Sengaja masalah penguatan fungsi kelembagaan dijadikan “kotak kunci” key box bagi tawaran alternatif untuk merekonstruksi perekonomian Indonesia
yang hampir terkoyak di semua sektor, termasuk sektor kelautan dan perikanan. Dengan pijakan teoritis di atas diharapkan di peroleh dasar yang memadai untuk
menyulam kembali perekonomian Indonesia dengan benang yang tepat. Setidaknya pendekatan kelembagaan relevan digunakan untuk melakukan
“kontrak baru” terhadap perekonomian Indonesia di lihat dari dua sudut Perdana dan Galuh, 2003 dalam DKP 2004. Pertama, teori kelembagaan tidak
berpretensi bahwa masalah perekonomian diakibatkan oleh aspek ekonomi semata, tetapi bertali pilin dengan aspek lainnya seperti sosial, budaya, dan
hukum. Berdasarkan keyakianan tersebut, setiap penyelesaian persoalan lewat pendekatan kelembagaan selalu mengandaikan adanya pertimbangan dan
multidimensi. Kedua, teori kelembagaan sangat relevan untuk menjelaskan proses kegagalan kinerja bisnis sebuah negara yang memiliki sistem sosial, ekonomi, dan
politik belum mapan. Sektor kelautan dan perikanan saat ini umumnya belum mempunyai
kelembagaan yang bernuansa bisnis perikanan dalam suatu sistem bisnis yang terintegrasi antara aspek input, penangkapanbudidaya, penanganan hasil
perikanan, serta pemasaran. Hasil kajian Simatupang 1996 dalam DKP 2004, menjelaskan bahwa pada sektor perikanan menunjukan pola yang ada di Jawa
maupun diluar Jawa umumnya digolongkan sebagai tipe dispersal, yang dicirikan oleh tidak adanya hubungan organisasi fungsional antara setiap tingkat usaha.
Jaringan bisnis perikanan praktis hanya di ikat dan di koordinir oleh mekanisme pasar harga. Hubungan antara sesama pelaku cenderung berkembang menjadi
bersifat eksploitatif yang pada akhirnya menjurus pada kematian bersama.

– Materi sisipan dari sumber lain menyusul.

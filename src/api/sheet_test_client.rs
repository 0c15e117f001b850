//! Implements the `Sheet` trait using in-memory data for testing purposes.
//!
//! Note: this is compiled even in the "production" version of this app so that we can run the whole
//! app, top-to-bottom, without using Google Sheets (see `Mode::Testing`).
//!
//! Spreadsheets live in a process-wide map keyed by spreadsheet id, so that any number of
//! `TestSheet` instances, like any number of Google clients, see the same documents.

use crate::api::{Sheet, SheetProps, SheetRange, DEFAULT_SHEET_ID};
use crate::error::Res;
use crate::model::{Cell, Range};
use anyhow::{bail, Context};
use std::collections::HashMap;
use std::sync::{Mutex, MutexGuard, OnceLock};
use uuid::Uuid;

/// The state of one in-memory spreadsheet, including knobs for injecting failures.
#[derive(Debug, Clone, Default)]
pub(crate) struct TestSheetState {
    pub(crate) title: String,
    /// Sheets in tab order.
    pub(crate) tabs: Vec<TestTab>,
    next_sheet_id: i64,
    /// Every read fails.
    pub(crate) fail_reads: bool,
    /// Every write, including structural changes, fails.
    pub(crate) fail_writes: bool,
    /// Reads and writes that touch a sheet whose title starts with this prefix fail.
    pub(crate) fail_sheet_prefix: Option<String>,
    /// Deleting a sheet fails.
    pub(crate) fail_deletes: bool,
    /// Overwriting values fails. Reads, appends and structural changes still succeed.
    pub(crate) fail_updates: bool,
}

/// One sheet (tab) of an in-memory spreadsheet.
#[derive(Debug, Clone, Default, Eq, PartialEq)]
pub(crate) struct TestTab {
    pub(crate) id: i64,
    pub(crate) title: String,
    pub(crate) hidden: bool,
    /// The number of leading header cells that are bold.
    pub(crate) bold_columns: usize,
    pub(crate) rows: Vec<Vec<String>>,
}

impl TestSheetState {
    fn new(title: &str) -> Self {
        Self {
            title: title.to_string(),
            tabs: vec![TestTab {
                id: DEFAULT_SHEET_ID,
                title: "Sheet1".to_string(),
                ..TestTab::default()
            }],
            next_sheet_id: DEFAULT_SHEET_ID + 1,
            ..Self::default()
        }
    }

    pub(crate) fn tab(&self, title: &str) -> Option<&TestTab> {
        self.tabs.iter().find(|t| t.title == title)
    }

    fn tab_mut(&mut self, title: &str) -> Res<&mut TestTab> {
        self.tabs
            .iter_mut()
            .find(|t| t.title == title)
            .with_context(|| format!("Unable to parse range: {title}"))
    }

    /// Removes a sheet as if someone had deleted it in the browser.
    pub(crate) fn remove_tab(&mut self, title: &str) {
        self.tabs.retain(|t| t.title != title);
    }

    fn check_read(&self, sheet_title: &str) -> Res<()> {
        if self.fail_reads || self.matches_prefix(sheet_title) {
            bail!("HTTP 503: the service is currently unavailable");
        }
        Ok(())
    }

    fn check_write(&self, sheet_title: &str) -> Res<()> {
        if self.fail_writes || self.matches_prefix(sheet_title) {
            bail!("HTTP 403: the caller does not have permission");
        }
        Ok(())
    }

    fn matches_prefix(&self, sheet_title: &str) -> bool {
        self.fail_sheet_prefix
            .as_deref()
            .is_some_and(|p| sheet_title.starts_with(p))
    }
}

fn registry() -> MutexGuard<'static, HashMap<String, TestSheetState>> {
    static SPREADSHEETS: OnceLock<Mutex<HashMap<String, TestSheetState>>> = OnceLock::new();
    let spreadsheets = SPREADSHEETS.get_or_init(|| Mutex::new(HashMap::new()));
    match spreadsheets.lock() {
        Ok(guard) => guard,
        Err(poisoned) => poisoned.into_inner(),
    }
}

/// An implementation of the `Sheet` trait that does not use Google sheets.
#[derive(Debug, Default)]
pub(crate) struct TestSheet {
    token: Option<String>,
}

impl TestSheet {
    pub(crate) fn new() -> Self {
        Self::default()
    }

    /// The attached token.
    pub(crate) fn token(&self) -> Option<&str> {
        self.token.as_deref()
    }

    /// A copy of the state of spreadsheet `id`.
    pub(crate) fn state(id: &str) -> Option<TestSheetState> {
        registry().get(id).cloned()
    }

    /// Changes the state of spreadsheet `id` in place. Does nothing if it does not exist.
    pub(crate) fn update(id: &str, f: impl FnOnce(&mut TestSheetState)) {
        if let Some(state) = registry().get_mut(id) {
            f(state);
        }
    }

    fn check_token(&self) -> Res<()> {
        if self.token.is_none() {
            bail!("HTTP 401: request is missing required authentication credential");
        }
        Ok(())
    }

    /// Runs `f` against spreadsheet `id`, failing if it does not exist.
    fn with_state<T>(&self, id: &str, f: impl FnOnce(&mut TestSheetState) -> Res<T>) -> Res<T> {
        self.check_token()?;
        let mut registry = registry();
        let state = registry
            .get_mut(id)
            .with_context(|| format!("HTTP 404: Requested entity was not found: {id}"))?;
        f(state)
    }
}

#[async_trait::async_trait]
impl Sheet for TestSheet {
    fn attach(&mut self, token: &str) {
        self.token = Some(token.to_string());
    }

    async fn create_spreadsheet(&mut self, title: &str) -> Res<String> {
        self.check_token()?;
        let id = Uuid::new_v4().simple().to_string();
        registry().insert(id.clone(), TestSheetState::new(title));
        Ok(id)
    }

    async fn sheets(&mut self, spreadsheet_id: &str) -> Res<Vec<SheetProps>> {
        let props = self.with_state(spreadsheet_id, |state| {
            if state.fail_reads {
                bail!("HTTP 503: the service is currently unavailable");
            }
            Ok(state
                .tabs
                .iter()
                .map(|t| SheetProps {
                    id: t.id,
                    title: t.title.clone(),
                    hidden: t.hidden,
                })
                .collect::<Vec<_>>())
        })?;
        // Give concurrent callers a chance to interleave, as a network round trip would.
        tokio::task::yield_now().await;
        Ok(props)
    }

    async fn add_sheet(
        &mut self,
        spreadsheet_id: &str,
        title: &str,
        hidden: bool,
        index: Option<usize>,
    ) -> Res<i64> {
        self.with_state(spreadsheet_id, |state| {
            state.check_write(title)?;
            if state.tab(title).is_some() {
                bail!(
                    "HTTP 400: Invalid requests[0].addSheet: A sheet with the name \"{title}\" \
                    already exists. Please enter another name."
                );
            }
            let id = state.next_sheet_id;
            state.next_sheet_id += 1;
            let tab = TestTab {
                id,
                title: title.to_string(),
                hidden,
                ..TestTab::default()
            };
            let index = index.unwrap_or(state.tabs.len()).min(state.tabs.len());
            state.tabs.insert(index, tab);
            Ok(id)
        })
    }

    async fn delete_sheet(&mut self, spreadsheet_id: &str, sheet_id: i64) -> Res<()> {
        self.with_state(spreadsheet_id, |state| {
            if state.fail_writes || state.fail_deletes {
                bail!("HTTP 400: Invalid requests[0].deleteSheet");
            }
            let before = state.tabs.len();
            state.tabs.retain(|t| t.id != sheet_id);
            if state.tabs.len() == before {
                bail!("HTTP 400: No sheet with id: {sheet_id}");
            }
            if state.tabs.is_empty() {
                bail!("HTTP 400: You can't remove all the sheets in a document.");
            }
            Ok(())
        })
    }

    async fn bold_header(
        &mut self,
        spreadsheet_id: &str,
        sheet_id: i64,
        columns: usize,
    ) -> Res<()> {
        self.with_state(spreadsheet_id, |state| {
            if state.fail_writes {
                bail!("HTTP 403: the caller does not have permission");
            }
            let tab = state
                .tabs
                .iter_mut()
                .find(|t| t.id == sheet_id)
                .with_context(|| format!("HTTP 400: No grid with id: {sheet_id}"))?;
            tab.bold_columns = columns;
            Ok(())
        })
    }

    async fn get(&mut self, spreadsheet_id: &str, range: &str) -> Res<Vec<Vec<String>>> {
        let range: Range = range.parse()?;
        self.with_state(spreadsheet_id, |state| {
            state.check_read(range.sheet())?;
            let tab = state
                .tab(range.sheet())
                .with_context(|| format!("HTTP 400: Unable to parse range: {range}"))?;
            let bounds = Bounds::of(&range);
            let mut rows: Vec<Vec<String>> = tab
                .rows
                .iter()
                .enumerate()
                .filter(|(ix, _)| bounds.has_row(ix + 1))
                .map(|(_, row)| {
                    let mut cells: Vec<String> = row
                        .iter()
                        .enumerate()
                        .filter(|(ix, _)| bounds.has_col(ix + 1))
                        .map(|(_, c)| c.clone())
                        .collect();
                    while cells.last().is_some_and(|c| c.is_empty()) {
                        cells.pop();
                    }
                    cells
                })
                .collect();
            while rows.last().is_some_and(|r| r.is_empty()) {
                rows.pop();
            }
            Ok(rows)
        })
    }

    async fn update(&mut self, spreadsheet_id: &str, data: &[SheetRange]) -> Res<()> {
        let parsed = data
            .iter()
            .map(|sr| Ok((sr.range.parse::<Range>()?, &sr.values)))
            .collect::<Res<Vec<_>>>()?;
        self.with_state(spreadsheet_id, |state| {
            if state.fail_updates {
                bail!("HTTP 500: internal error encountered");
            }
            for (range, _) in &parsed {
                state.check_write(range.sheet())?;
            }
            for (range, values) in parsed {
                let bounds = Bounds::of(&range);
                let tab = state.tab_mut(range.sheet())?;
                write_cells(tab, bounds.first_row, bounds.first_col, values);
            }
            Ok(())
        })
    }

    async fn append(
        &mut self,
        spreadsheet_id: &str,
        range: &str,
        rows: &[Vec<String>],
    ) -> Res<()> {
        let range: Range = range.parse()?;
        self.with_state(spreadsheet_id, |state| {
            state.check_write(range.sheet())?;
            let bounds = Bounds::of(&range);
            let tab = state.tab_mut(range.sheet())?;
            let last_data_row = tab
                .rows
                .iter()
                .rposition(|r| r.iter().any(|c| !c.is_empty()))
                .map(|ix| ix + 1)
                .unwrap_or(0);
            let first_row = (last_data_row + 1).max(bounds.first_row);
            write_cells(tab, first_row, bounds.first_col, rows);
            Ok(())
        })
    }
}

/// The inclusive, 1-indexed rows and columns covered by a range. Open ends are unbounded.
struct Bounds {
    first_row: usize,
    last_row: usize,
    first_col: usize,
    last_col: usize,
}

impl Bounds {
    fn of(range: &Range) -> Self {
        let start = range.start();
        let end = range.end().unwrap_or(match (start.col, start.row) {
            // A single cell.
            (Some(_), Some(_)) => start,
            // A whole row or column.
            _ => Cell {
                col: None,
                row: None,
            },
        });
        Self {
            first_row: start.row.unwrap_or(1),
            last_row: end.row.unwrap_or(usize::MAX),
            first_col: start.col.unwrap_or(1),
            last_col: end.col.unwrap_or(usize::MAX),
        }
    }

    fn has_row(&self, row: usize) -> bool {
        (self.first_row..=self.last_row).contains(&row)
    }

    fn has_col(&self, col: usize) -> bool {
        (self.first_col..=self.last_col).contains(&col)
    }
}

/// Writes `values` with their top-left cell at (`first_row`, `first_col`), growing the grid as
/// needed.
fn write_cells(tab: &mut TestTab, first_row: usize, first_col: usize, values: &[Vec<String>]) {
    for (r, row_values) in values.iter().enumerate() {
        let row_ix = first_row - 1 + r;
        if tab.rows.len() <= row_ix {
            tab.rows.resize(row_ix + 1, Vec::new());
        }
        let row = &mut tab.rows[row_ix];
        for (c, value) in row_values.iter().enumerate() {
            let col_ix = first_col - 1 + c;
            if row.len() <= col_ix {
                row.resize(col_ix + 1, String::new());
            }
            row[col_ix] = value.clone();
        }
    }
}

Masalah yang timbul akibat tidak adanya ikatan kelembagaan antar pelaku dalam bisnis perikanan menurut Klein et al. 1998 dalam DKP 2004, yakni:
a. Terjadi transmisi harga yang tidak simetris. b. Informasi pasar, termasuk preferensi konsumen ditahan dan bahkan dijadikan
alat untuk memperkuat oligopolistik dan monopolistik oleh bisnis perikanan disektor hilir.
c. Ilmu pengetahuan dan teknologi yang dimiliki atau yang dapat diperoleh bisnis perikanan hilir tidak ditransmisikan ke nelayan.
d. Modal investasi yang relatif lebih banyak dimiliki oleh bisnis perikanan hilir pedagangan, eksportir tidak ditrasmisikan dengan baik dan bahkan
cenderung digunakan untuk mengeksploitasi nelayan.